Coachman Caravans Company Limited was set up in 1986 on a green-field site at its current manufacturing base on the Sutton Fields Industrial Estate in Hull. The company was set up to produce touring caravans, vehicles equipped for living in, typically towed by a car and used for holidays and also known as a travel trailer in the United States.

The company was founded by Jim Hibbs and George Kemp, two former directors of a leading motorhome manufacturer. Coachman also recently appointed a new managing director, Martin Henderson, former Sales and marketing director at The Explorer Group.

In the summer of 1997, the company was taken over by the Explorer Group Limited of Consett in County Durham. Under the new ownership the company's fortunes flourished and the directors organised a management buy-out in the Autumn of 2001, returning the Company into the ownership of four Hull families.

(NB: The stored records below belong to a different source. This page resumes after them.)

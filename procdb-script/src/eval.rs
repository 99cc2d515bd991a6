//! Script evaluator
//!
//! Special forms are handled here; any other head symbol names a
//! procedure. Arguments are converted using the callee's declared
//! parameter types, so `(image-new 10 10)` passes two INT32s while
//! `(layer-new img 10 10 "bg" 100)` turns `100` into a FLOAT.

use crate::ast::{Datum, Expr};
use crate::{ScriptError, MAX_DEPTH};
use procdb::{BoxFuture, Caller, Session};
use procdb_core::{ArgType, Color, ObjectId, ParamSpec, Value};
use std::collections::HashMap;

/// Evaluation state for one script run
pub struct Evaluator {
    session: Session,
    caller: Caller,
    scopes: Vec<HashMap<String, Datum>>,
    depth: usize,
}

impl Evaluator {
    pub fn new(session: Session, caller: Caller) -> Self {
        Self { session, caller, scopes: vec![HashMap::new()], depth: 0 }
    }

    /// Evaluate forms in order, returning the last value
    pub async fn eval_all(&mut self, forms: &[Expr]) -> Result<Datum, ScriptError> {
        let mut last = Datum::nil();
        for form in forms {
            last = self.eval(form).await?;
        }
        Ok(last)
    }

    /// Innermost binding of `name`
    pub fn get(&self, name: &str) -> Option<&Datum> {
        self.scopes.iter().rev().find_map(|scope| scope.get(name))
    }

    pub fn eval<'a>(&'a mut self, expr: &'a Expr) -> BoxFuture<'a, Result<Datum, ScriptError>> {
        Box::pin(async move {
            if self.depth >= MAX_DEPTH {
                return Err(ScriptError::TooDeep(MAX_DEPTH));
            }
            self.depth += 1;
            let result = self.eval_nested(expr).await;
            self.depth -= 1;
            result
        })
    }

    async fn eval_nested(&mut self, expr: &Expr) -> Result<Datum, ScriptError> {
        match expr {
            Expr::Int(n) => Ok(Datum::Int(*n)),
            Expr::Float(f) => Ok(Datum::Float(*f)),
            Expr::Str(s) => Ok(Datum::Str(s.clone())),
            Expr::Bool(b) => Ok(Datum::Bool(*b)),
            Expr::Symbol(name) => self.get(name).cloned()
                .ok_or_else(|| ScriptError::Unbound(name.clone())),
            Expr::Color(parts) => {
                let mut components = Vec::with_capacity(parts.len());
                for part in parts {
                    components.push(self.eval(part).await?);
                }
                Ok(Datum::Color(color_from(&components)?))
            }
            Expr::List(items) => match items.split_first() {
                None => Ok(Datum::nil()),
                Some((Expr::Symbol(head), rest)) => self.apply(head, rest).await,
                Some((head, _)) => Err(ScriptError::BadForm {
                    form: format!("{:?}", head),
                    reason: "only symbols can be applied".to_string(),
                }),
            },
        }
    }

    async fn apply(&mut self, head: &str, rest: &[Expr]) -> Result<Datum, ScriptError> {
        match head {
            "define" => self.define(rest).await,
            "let*" => self.let_star(rest).await,
            "begin" => self.eval_all(rest).await,
            "list" => {
                let mut items = Vec::with_capacity(rest.len());
                for item in rest {
                    items.push(self.eval(item).await?);
                }
                Ok(Datum::List(items))
            }
            "car" => {
                let list = self.list_arg(head, rest, 0, 1).await?;
                list.into_iter().next().ok_or_else(|| bad(head, "empty list"))
            }
            "cdr" => {
                let list = self.list_arg(head, rest, 0, 1).await?;
                if list.is_empty() {
                    return Err(bad(head, "empty list"));
                }
                Ok(Datum::List(list.into_iter().skip(1).collect()))
            }
            "nth" => {
                if rest.len() != 2 {
                    return Err(bad(head, "expects (nth index list)"));
                }
                let index = self.eval(&rest[0]).await?;
                let index = index.as_int().ok_or_else(|| bad(head, "index must be an integer"))?;
                let list = self.list_arg(head, rest, 1, 2).await?;
                usize::try_from(index).ok()
                    .and_then(|i| list.into_iter().nth(i))
                    .ok_or_else(|| bad(head, &format!("index {} out of range", index)))
            }
            _ => self.call(head, rest).await,
        }
    }

    async fn define(&mut self, rest: &[Expr]) -> Result<Datum, ScriptError> {
        match rest {
            [Expr::Symbol(name), value] => {
                let value = self.eval(value).await?;
                if let Some(scope) = self.scopes.last_mut() {
                    scope.insert(name.clone(), value.clone());
                }
                Ok(value)
            }
            _ => Err(bad("define", "expects (define name value)")),
        }
    }

    async fn let_star(&mut self, rest: &[Expr]) -> Result<Datum, ScriptError> {
        let (bindings, body) = match rest.split_first() {
            Some((Expr::List(bindings), body)) => (bindings, body),
            _ => return Err(bad("let*", "expects (let* ((name value) ...) body ...)")),
        };

        self.scopes.push(HashMap::new());
        let result = self.let_body(bindings, body).await;
        self.scopes.pop();
        result
    }

    async fn let_body(&mut self, bindings: &[Expr], body: &[Expr]) -> Result<Datum, ScriptError> {
        for binding in bindings {
            match binding {
                Expr::List(pair) => match pair.as_slice() {
                    [Expr::Symbol(name), value] => {
                        let value = self.eval(value).await?;
                        if let Some(scope) = self.scopes.last_mut() {
                            scope.insert(name.clone(), value);
                        }
                    }
                    _ => return Err(bad("let*", "each binding is (name value)")),
                },
                _ => return Err(bad("let*", "each binding is (name value)")),
            }
        }
        self.eval_all(body).await
    }

    async fn list_arg(&mut self, form: &str, rest: &[Expr], index: usize, arity: usize) -> Result<Vec<Datum>, ScriptError> {
        if rest.len() != arity {
            return Err(bad(form, &format!("expects {} argument(s)", arity)));
        }
        match self.eval(&rest[index]).await? {
            Datum::List(items) => Ok(items),
            other => Err(bad(form, &format!("expected a list, got {}", other.kind()))),
        }
    }

    async fn call(&mut self, name: &str, rest: &[Expr]) -> Result<Datum, ScriptError> {
        let procedure = self.session.registry().lookup(name)?;
        let params = &procedure.def.params;
        if rest.len() != params.len() {
            return Err(ScriptError::Arity {
                procedure: name.to_string(),
                expected: params.len(),
                got: rest.len(),
            });
        }

        let mut args = Vec::with_capacity(rest.len());
        for (expr, spec) in rest.iter().zip(params) {
            let datum = self.eval(expr).await?;
            args.push(marshal(name, spec, datum)?);
        }

        tracing::debug!(procedure = name, "script call");
        let result = self.session.execute_as(&self.caller, name, args).await;
        if !result.is_success() {
            return Err(ScriptError::Call {
                procedure: name.to_string(),
                status: result.status,
                message: result.message.unwrap_or_default(),
            });
        }
        Ok(Datum::List(result.returns.into_iter().map(datum_from).collect()))
    }
}

fn bad(form: &str, reason: &str) -> ScriptError {
    ScriptError::BadForm { form: form.to_string(), reason: reason.to_string() }
}

fn color_from(components: &[Datum]) -> Result<Color, ScriptError> {
    let numbers: Option<Vec<f64>> = components.iter().map(Datum::as_number).collect();
    match numbers.as_deref() {
        Some([r, g, b]) => Ok(Color::rgb(*r, *g, *b)),
        Some([r, g, b, a]) => Ok(Color::rgba(*r, *g, *b, *a)),
        _ => Err(bad("color", "expects three or four numbers")),
    }
}

/// Convert a script value to the type a parameter declares
pub fn marshal(procedure: &str, spec: &ParamSpec, datum: Datum) -> Result<Value, ScriptError> {
    let mismatch = |datum: &Datum| ScriptError::Marshal {
        procedure: procedure.to_string(),
        param: spec.name.clone(),
        reason: format!("cannot pass {} as {}", datum.kind(), spec.arg_type.name()),
    };

    if let Some(kind) = spec.arg_type.object_kind() {
        let id = datum.as_int().ok_or_else(|| mismatch(&datum))?;
        let id = i32::try_from(id).map_err(|_| mismatch(&datum))?;
        return Ok(Value::Object(ObjectId::new(kind, id)));
    }

    let value = match (spec.arg_type, &datum) {
        (ArgType::Int32, d) => d.as_int().and_then(|n| i32::try_from(n).ok()).map(Value::Int32),
        (ArgType::Float, d) => d.as_number().map(Value::Float),
        (ArgType::String, Datum::Str(s)) => Some(Value::String(s.clone())),
        (ArgType::Color, Datum::Color(c)) => Some(Value::Color(*c)),
        (ArgType::Color, Datum::List(items)) => color_from(items).ok().map(Value::Color),
        (ArgType::Int32Array, Datum::List(items)) => items.iter()
            .map(|d| d.as_int().and_then(|n| i32::try_from(n).ok()))
            .collect::<Option<Vec<_>>>()
            .map(Value::Int32Array),
        (ArgType::Int8Array, Datum::List(items)) => items.iter()
            .map(|d| d.as_int().and_then(|n| u8::try_from(n).ok()))
            .collect::<Option<Vec<_>>>()
            .map(Value::Int8Array),
        (ArgType::FloatArray, Datum::List(items)) => items.iter()
            .map(Datum::as_number)
            .collect::<Option<Vec<_>>>()
            .map(Value::FloatArray),
        (ArgType::StringArray, Datum::List(items)) => items.iter()
            .map(|d| match d {
                Datum::Str(s) => Some(s.clone()),
                _ => None,
            })
            .collect::<Option<Vec<_>>>()
            .map(Value::StringArray),
        _ => None,
    };
    value.ok_or_else(|| mismatch(&datum))
}

/// Convert a returned value back into a script value
pub fn datum_from(value: Value) -> Datum {
    match value {
        Value::Int32(n) => Datum::Int(n.into()),
        Value::Float(f) => Datum::Float(f),
        Value::String(s) => Datum::Str(s),
        Value::StringArray(items) => Datum::List(items.into_iter().map(Datum::Str).collect()),
        Value::Int32Array(items) => Datum::List(items.into_iter().map(|n| Datum::Int(n.into())).collect()),
        Value::FloatArray(items) => Datum::List(items.into_iter().map(Datum::Float).collect()),
        Value::Int8Array(items) => Datum::List(items.into_iter().map(|n| Datum::Int(n.into())).collect()),
        Value::Color(c) => Datum::Color(c),
        Value::Object(id) => Datum::Int(id.id.into()),
    }
}
use super::prelude::*;

pub struct ImageUndoGroupStart;
pub struct ImageUndoGroupEnd;

#[async_trait]
impl Invoker for ImageUndoGroupStart {
    fn def(&self) -> ProcDef {
        def("image-undo-group-start", "Starts a group undo")
            .help("Every call until the matching image-undo-group-end is undone as one step")
            .param(ParamSpec::new("image", ArgType::Image, "The ID of the image in which to open an undo group"))
    }

    async fn invoke(&self, call: &CallContext, args: Vec<Value>) -> Result<Vec<Value>, ProcError> {
        let image = object_arg(&args, 0)?;
        let depth = call.objects().undo_group_start(image)
            .ok_or_else(|| ProcError::execution(format!("image {} disappeared", image)))?;
        tracing::trace!(image, depth, "undo group opened");
        Ok(vec![])
    }
}

#[async_trait]
impl Invoker for ImageUndoGroupEnd {
    fn def(&self) -> ProcDef {
        def("image-undo-group-end", "Finish a group undo")
            .param(ParamSpec::new("image", ArgType::Image, "The ID of the image in which to close an undo group"))
    }

    async fn invoke(&self, call: &CallContext, args: Vec<Value>) -> Result<Vec<Value>, ProcError> {
        let image = object_arg(&args, 0)?;
        match call.objects().undo_group_end(image) {
            Some(_) => Ok(vec![]),
            None => Err(ProcError::execution(format!("image {} has no open undo group", image))),
        }
    }
}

In 2013, Coachman Caravans ventured into exporting caravans to Australia and New Zealand. In 1994, the company exported to the Benelux countries of the Netherlands and Belgium.

Coachman Caravans has a formal apprenticeship programme, where they are keen to pass skills down to the next generation.

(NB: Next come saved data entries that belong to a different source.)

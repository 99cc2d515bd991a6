//! Structured errors for procedure calls
//!
//! Errors never crash the dispatcher. They are values that travel back to
//! the caller inside a result and name the offending procedure and
//! parameter.

use serde::{Deserialize, Serialize};

/// Standard error codes (machine-readable)
pub mod codes {
    pub const UNKNOWN_PROCEDURE: &str = "UNKNOWN_PROCEDURE";
    pub const ALREADY_REGISTERED: &str = "ALREADY_REGISTERED";
    pub const ARG_COUNT: &str = "ARG_COUNT";
    pub const ARG_TYPE: &str = "ARG_TYPE";
    pub const OUT_OF_RANGE: &str = "OUT_OF_RANGE";
    pub const BAD_LENGTH: &str = "BAD_LENGTH";
    pub const INVALID_STRING: &str = "INVALID_STRING";
    pub const DEAD_OBJECT: &str = "DEAD_OBJECT";
    pub const NO_DEFAULT: &str = "NO_DEFAULT";
    pub const EXECUTION: &str = "EXECUTION";
    pub const PLUGIN: &str = "PLUGIN";
    pub const INTERNAL: &str = "INTERNAL";
}

/// Where in a call an error was detected
#[derive(Debug, Clone, PartialEq, Eq, Serialize, Deserialize)]
pub struct ParamRef {
    /// Zero-based position in the declared signature
    pub index: usize,
    /// Declared parameter name
    pub name: String,
}

/// Structured procedure error
#[derive(Debug, Clone, PartialEq, Serialize, Deserialize)]
pub struct PdbError {
    /// Machine-readable error code
    pub code: String,

    /// Human-readable error message
    pub message: String,

    /// Procedure being called when the error was raised
    #[serde(skip_serializing_if = "Option::is_none")]
    pub procedure: Option<String>,

    /// Offending parameter
    #[serde(skip_serializing_if = "Option::is_none")]
    pub param: Option<ParamRef>,

    /// Suggestion for fixing the error
    #[serde(skip_serializing_if = "Option::is_none")]
    pub suggestion: Option<String>,
}

impl PdbError {
    /// Create a new error
    pub fn new(code: impl Into<String>, message: impl Into<String>) -> Self {
        Self {
            code: code.into(),
            message: message.into(),
            procedure: None,
            param: None,
            suggestion: None,
        }
    }

    /// Builder: add suggestion
    pub fn with_suggestion(mut self, suggestion: impl Into<String>) -> Self {
        self.suggestion = Some(suggestion.into());
        self
    }

    /// Builder: set procedure context
    pub fn in_procedure(mut self, name: impl Into<String>) -> Self {
        self.procedure = Some(name.into());
        self
    }

    /// Builder: set parameter context
    pub fn at_param(mut self, index: usize, name: impl Into<String>) -> Self {
        self.param = Some(ParamRef { index, name: name.into() });
        self
    }

    // ========== Common Error Constructors ==========

    pub fn unknown_procedure(name: &str) -> Self {
        Self::new(codes::UNKNOWN_PROCEDURE, format!("unknown procedure: {}", name))
            .in_procedure(name)
            .with_suggestion("Use pdb-query to list registered procedures")
    }

    pub fn already_registered(name: &str) -> Self {
        Self::new(codes::ALREADY_REGISTERED, format!("procedure '{}' already registered", name))
            .in_procedure(name)
    }

    pub fn arg_count(proc_name: &str, expected: usize, got: usize) -> Self {
        Self::new(codes::ARG_COUNT,
            format!("{} expects {} arguments, got {}", proc_name, expected, got))
            .in_procedure(proc_name)
            .with_suggestion(format!("Use pdb-proc-info '{}' for the signature", proc_name))
    }

    pub fn arg_type(proc_name: &str, index: usize, param: &str, expected: &str, got: &str) -> Self {
        Self::new(codes::ARG_TYPE,
            format!("{} argument {} '{}': expected {}, got {}", proc_name, index + 1, param, expected, got))
            .in_procedure(proc_name)
            .at_param(index, param)
    }

    pub fn out_of_range(proc_name: &str, index: usize, param: &str, details: impl Into<String>) -> Self {
        Self::new(codes::OUT_OF_RANGE,
            format!("{} argument {} '{}': {}", proc_name, index + 1, param, details.into()))
            .in_procedure(proc_name)
            .at_param(index, param)
    }

    pub fn bad_length(proc_name: &str, index: usize, param: &str, details: impl Into<String>) -> Self {
        Self::new(codes::BAD_LENGTH,
            format!("{} argument {} '{}': {}", proc_name, index + 1, param, details.into()))
            .in_procedure(proc_name)
            .at_param(index, param)
    }

    pub fn invalid_string(proc_name: &str, index: usize, param: &str) -> Self {
        Self::new(codes::INVALID_STRING,
            format!("{} argument {} '{}': string contains a NUL byte", proc_name, index + 1, param))
            .in_procedure(proc_name)
            .at_param(index, param)
    }

    pub fn dead_object(proc_name: &str, index: usize, param: &str, kind: &str, id: i32) -> Self {
        Self::new(codes::DEAD_OBJECT,
            format!("{} argument {} '{}': {} id {} does not refer to a live object",
                proc_name, index + 1, param, kind, id))
            .in_procedure(proc_name)
            .at_param(index, param)
    }

    pub fn no_default(proc_name: &str, index: usize, param: &str) -> Self {
        Self::new(codes::NO_DEFAULT,
            format!("{} argument {} '{}' was omitted and has no default", proc_name, index + 1, param))
            .in_procedure(proc_name)
            .at_param(index, param)
    }

    pub fn execution(details: impl Into<String>) -> Self {
        Self::new(codes::EXECUTION, details)
    }

    pub fn plugin(details: impl Into<String>) -> Self {
        Self::new(codes::PLUGIN, details)
    }

    pub fn internal(details: impl Into<String>) -> Self {
        Self::new(codes::INTERNAL, format!("Internal error: {}", details.into()))
            .with_suggestion("This is a bug, please report it")
    }
}

impl std::fmt::Display for PdbError {
    fn fmt(&self, f: &mut std::fmt::Formatter<'_>) -> std::fmt::Result {
        write!(f, "[{}] {}", self.code, self.message)?;
        if let Some(ref suggestion) = self.suggestion {
            write!(f, " (suggestion: {})", suggestion)?;
        }
        Ok(())
    }
}

impl std::error::Error for PdbError {}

Coachman was successful in Caravan's 2013 awards and won three awards including the Caravan of the Year for the Coachman Pastiche 525/4.

In 2014 and 2015 the company won more awards from both Practical Caravan and Caravan Awards including the "Best Family Caravan" for two years in a row. Following on from this success with their 2016 season collection Coachman has won 4 awards from The Caravan Design Awards and "Best Mid Range" from Scottish Caravanner.

In July 2018, the Swedish caravan manufacturer KABE AB acquired 21.5% of Coachman. On 19 February 2021, KABE AB acquired the remaining 78.5% shares of the company.

Coachman returned in 2024, working with many established motorhome brands, they produced their very first A-Class motorhome.